Lakewood Ranch’s Katie McCoy can barely remember a time before she had Bristol, a Labrador retriever, by her side.
McCoy was matched with Bristol through Southeastern Guide Dogs, a Palmetto-based nonprofit, six years ago after she had done research to find a guide dog to help her.
McCoy has retinitis pigmentosa, a rare, genetic eye disorder that involves the breakdown and loss of cells in the retina.
“I’ve always been legally blind,” McCoy said. “I used to hide it. I wouldn’t even use my cane, and I just made my life difficult for myself. Getting Bristol completely changed everything, and I would never go back.”
On May 1, McCoy, who is now an associate of philanthropy for Southeastern Guide Dogs, and Bristol will walk around McCoy’s neighborhood as part of Southeastern Guide Dogs’ National Walkathon Day.
Last year, Southeastern Guide Dogs held its walkathon at Nathan Benderson Park and had about 1,000 participants.
Due to COVID-19, the nonprofit has decided to make this year’s May 1 walkathon virtual and has expanded the event’s reach by making it a national event.
The goal is to have someone from every state in the country participate in the walkathon, which will help raise money and spread awareness of the organization.
“It’s going to be pretty awesome to see people in all 50 states participating,” McCoy said. “Our dogs are in 41 states.”
Participants can post photos and videos of their walks and use #NatWalkDay2021, #SEGuideDogs and #ProgressivePups to show their support.
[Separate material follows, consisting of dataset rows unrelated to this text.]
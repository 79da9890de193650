//! End-to-end tests driving the `lks` binary against a temp database.
//!
//! Everything here runs offline: no API key is configured, so save
//! degrades to the placeholder summary and ask fails with a credential
//! error before any network call.

use assert_cmd::Command;
use std::path::Path;

const PLACEHOLDER: &str = "No summary available (API key not configured)";

fn lks(db: &Path) -> Command {
    let mut cmd = Command::cargo_bin("lks").unwrap();
    cmd.arg("--db").arg(db);
    // Shield the run from ambient configuration
    cmd.env_remove("LINKSTASH_DB");
    cmd.env_remove("LKS_TEST_DB");
    cmd.env_remove("RUST_LOG");
    cmd
}

fn stdout_json(output: &[u8]) -> serde_json::Value {
    serde_json::from_slice(output).expect("stdout should be JSON when piped")
}

fn stderr_json(output: &[u8]) -> serde_json::Value {
    serde_json::from_slice(output).expect("stderr should be JSON when piped")
}

#[test]
fn save_list_delete_roundtrip() {
    let dir = tempfile::tempdir().unwrap();
    let db = dir.path().join("lks.db");

    lks(&db).arg("init").assert().success();

    // First save: id 1, placeholder summary
    let out = lks(&db)
        .args([
            "save",
            "https://a.example",
            "--title",
            "A",
            "--content",
            "hello world",
        ])
        .assert()
        .success()
        .get_output()
        .stdout
        .clone();
    let saved = stdout_json(&out);
    assert_eq!(saved["ok"], true);
    assert_eq!(saved["id"], 1);
    assert_eq!(saved["summary"], PLACEHOLDER);

    // List: exactly that one entry, id 1
    let out = lks(&db)
        .arg("list")
        .assert()
        .success()
        .get_output()
        .stdout
        .clone();
    let listed = stdout_json(&out);
    assert_eq!(listed["count"], 1);
    assert_eq!(listed["links"][0]["id"], 1);
    assert_eq!(listed["links"][0]["url"], "https://a.example");

    // Delete then list: empty
    lks(&db).args(["delete", "1"]).assert().success();
    let out = lks(&db)
        .arg("list")
        .assert()
        .success()
        .get_output()
        .stdout
        .clone();
    assert_eq!(stdout_json(&out)["count"], 0);

    // Deleting the same id again is still a success
    lks(&db).args(["delete", "1"]).assert().success();
}

#[test]
fn duplicate_url_is_rejected_with_conflict_exit_code() {
    let dir = tempfile::tempdir().unwrap();
    let db = dir.path().join("lks.db");

    lks(&db).arg("init").assert().success();
    lks(&db)
        .args(["save", "https://a.example", "--title", "A", "--content", "x"])
        .assert()
        .success();

    let assert = lks(&db)
        .args(["save", "https://a.example", "--title", "A", "--content", "x"])
        .assert()
        .code(3);
    let err = stderr_json(&assert.get_output().stderr);
    assert_eq!(err["ok"], false);
    assert_eq!(err["error"]["code"], "DUPLICATE_URL");
    assert_eq!(err["error"]["message"], "URL already saved");

    // Still exactly one record
    let out = lks(&db)
        .arg("list")
        .assert()
        .success()
        .get_output()
        .stdout
        .clone();
    assert_eq!(stdout_json(&out)["count"], 1);
}

#[test]
fn ask_without_key_fails_with_credential_error() {
    let dir = tempfile::tempdir().unwrap();
    let db = dir.path().join("lks.db");

    lks(&db).arg("init").assert().success();

    let assert = lks(&db).args(["ask", "what did I save?"]).assert().code(6);
    let err = stderr_json(&assert.get_output().stderr);
    assert_eq!(err["error"]["code"], "API_KEY_MISSING");
    assert_eq!(err["error"]["message"], "API key not configured");
}

#[test]
fn key_set_show_roundtrip_and_format_check() {
    let dir = tempfile::tempdir().unwrap();
    let db = dir.path().join("lks.db");

    lks(&db).arg("init").assert().success();

    // Wrong prefix is refused with the validation exit code
    let assert = lks(&db).args(["key", "set", "nope"]).assert().code(4);
    let err = stderr_json(&assert.get_output().stderr);
    assert_eq!(err["error"]["code"], "INVALID_API_KEY");

    lks(&db).args(["key", "set", "sk-test123"]).assert().success();

    let out = lks(&db)
        .args(["key", "show"])
        .assert()
        .success()
        .get_output()
        .stdout
        .clone();
    assert_eq!(stdout_json(&out)["api_key"], "sk-test123");
}

#[test]
fn browser_internal_pages_are_refused() {
    let dir = tempfile::tempdir().unwrap();
    let db = dir.path().join("lks.db");

    lks(&db).arg("init").assert().success();

    let assert = lks(&db).args(["save", "chrome://settings"]).assert().code(5);
    let err = stderr_json(&assert.get_output().stderr);
    assert_eq!(err["error"]["code"], "UNSUPPORTED_SCHEME");
}

#[test]
fn commands_require_init() {
    let dir = tempfile::tempdir().unwrap();
    let db = dir.path().join("never-created.db");

    let assert = lks(&db).arg("list").assert().code(2);
    let err = stderr_json(&assert.get_output().stderr);
    assert_eq!(err["error"]["code"], "NOT_INITIALIZED");
}

#[test]
fn silent_save_prints_only_the_id() {
    let dir = tempfile::tempdir().unwrap();
    let db = dir.path().join("lks.db");

    lks(&db).arg("init").assert().success();

    let out = lks(&db)
        .args([
            "--silent",
            "save",
            "https://a.example",
            "--title",
            "A",
            "--content",
            "x",
        ])
        .assert()
        .success()
        .get_output()
        .stdout
        .clone();
    assert_eq!(String::from_utf8(out).unwrap().trim(), "1");
}

#[test]
fn positional_flag_aliases_are_rewritten() {
    let dir = tempfile::tempdir().unwrap();
    let db = dir.path().join("lks.db");

    lks(&db).arg("init").assert().success();

    // --url is not a real clap flag; the preprocessor turns it positional
    lks(&db)
        .args([
            "save",
            "--url",
            "https://aliased.example",
            "--title",
            "A",
            "--content",
            "x",
        ])
        .assert()
        .success();

    let out = lks(&db)
        .arg("list")
        .assert()
        .success()
        .get_output()
        .stdout
        .clone();
    assert_eq!(
        stdout_json(&out)["links"][0]["url"],
        "https://aliased.example"
    );
}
McCoy was able to raise $1,050 last year, and her goal is to raise even more this year.
Southeastern Guide Dogs has a donor willing to match up to $10,000. Donors who raise more than $5,000 will be able to name a puppy and follow the puppy through its journey to becoming a guide dog.
Lake Club’s Mary Scharf will be walking with the Suncoast Puppy Raisers at Phillippi Park in Sarasota during the walkathon.
The Suncoast Puppy Raisers has groups from north and south Sarasota County and Lakewood Ranch that take the puppies from Southeastern Guide Dogs home for a year to help train them and expose them to what they might experience as service dogs.
McCoy said she looks forward to seeing puppy raisers during the walkathon.
“I love seeing puppy raisers because they are amazing to me,” she said. “They raise that puppy for a year, and then they come and give it back. I have no idea how they do that. It has to be incredibly hard. It’s awesome to go see these puppies and know that at some point they’re going to be changing somebody’s life or even saving somebody’s life.”
Scharf has always been an animal advocate, which is why she’s been volunteering for the nonprofit for 12 years.
Scharf will take one of her dogs, Marjorie, who is an ambassador dog for the nonprofit, with her to the walkathon.
“The walkathon is a way of keeping the Southeastern Guide Dogs in people’s minds,” Scharf said.